[[ Excerpted data, beginning ]]

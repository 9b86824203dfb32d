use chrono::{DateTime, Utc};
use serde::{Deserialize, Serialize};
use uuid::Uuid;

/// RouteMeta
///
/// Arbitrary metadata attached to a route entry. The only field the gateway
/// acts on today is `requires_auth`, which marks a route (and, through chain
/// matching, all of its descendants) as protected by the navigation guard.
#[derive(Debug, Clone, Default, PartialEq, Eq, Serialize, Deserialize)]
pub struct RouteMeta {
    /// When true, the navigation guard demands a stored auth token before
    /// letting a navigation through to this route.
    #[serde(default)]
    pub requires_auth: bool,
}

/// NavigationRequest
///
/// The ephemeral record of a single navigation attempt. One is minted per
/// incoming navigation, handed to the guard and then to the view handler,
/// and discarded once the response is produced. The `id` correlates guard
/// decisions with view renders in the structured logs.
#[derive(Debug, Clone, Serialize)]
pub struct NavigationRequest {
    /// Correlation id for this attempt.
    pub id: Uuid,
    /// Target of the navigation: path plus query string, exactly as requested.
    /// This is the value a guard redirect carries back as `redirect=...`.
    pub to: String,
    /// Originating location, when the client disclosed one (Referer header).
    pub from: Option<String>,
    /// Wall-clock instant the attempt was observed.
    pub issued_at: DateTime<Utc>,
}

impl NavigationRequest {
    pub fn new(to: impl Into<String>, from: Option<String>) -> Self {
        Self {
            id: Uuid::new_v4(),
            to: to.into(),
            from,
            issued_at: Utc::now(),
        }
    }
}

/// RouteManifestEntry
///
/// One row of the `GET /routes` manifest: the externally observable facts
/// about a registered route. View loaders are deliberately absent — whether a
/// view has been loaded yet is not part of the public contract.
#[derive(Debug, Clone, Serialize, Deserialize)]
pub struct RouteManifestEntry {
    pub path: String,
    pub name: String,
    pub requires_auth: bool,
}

[[ Excerpted data, end ]]

● **Task statement**:
In how many lines of the records does the word "Debug" appear? Answer with the number only.

● **Task result**:
3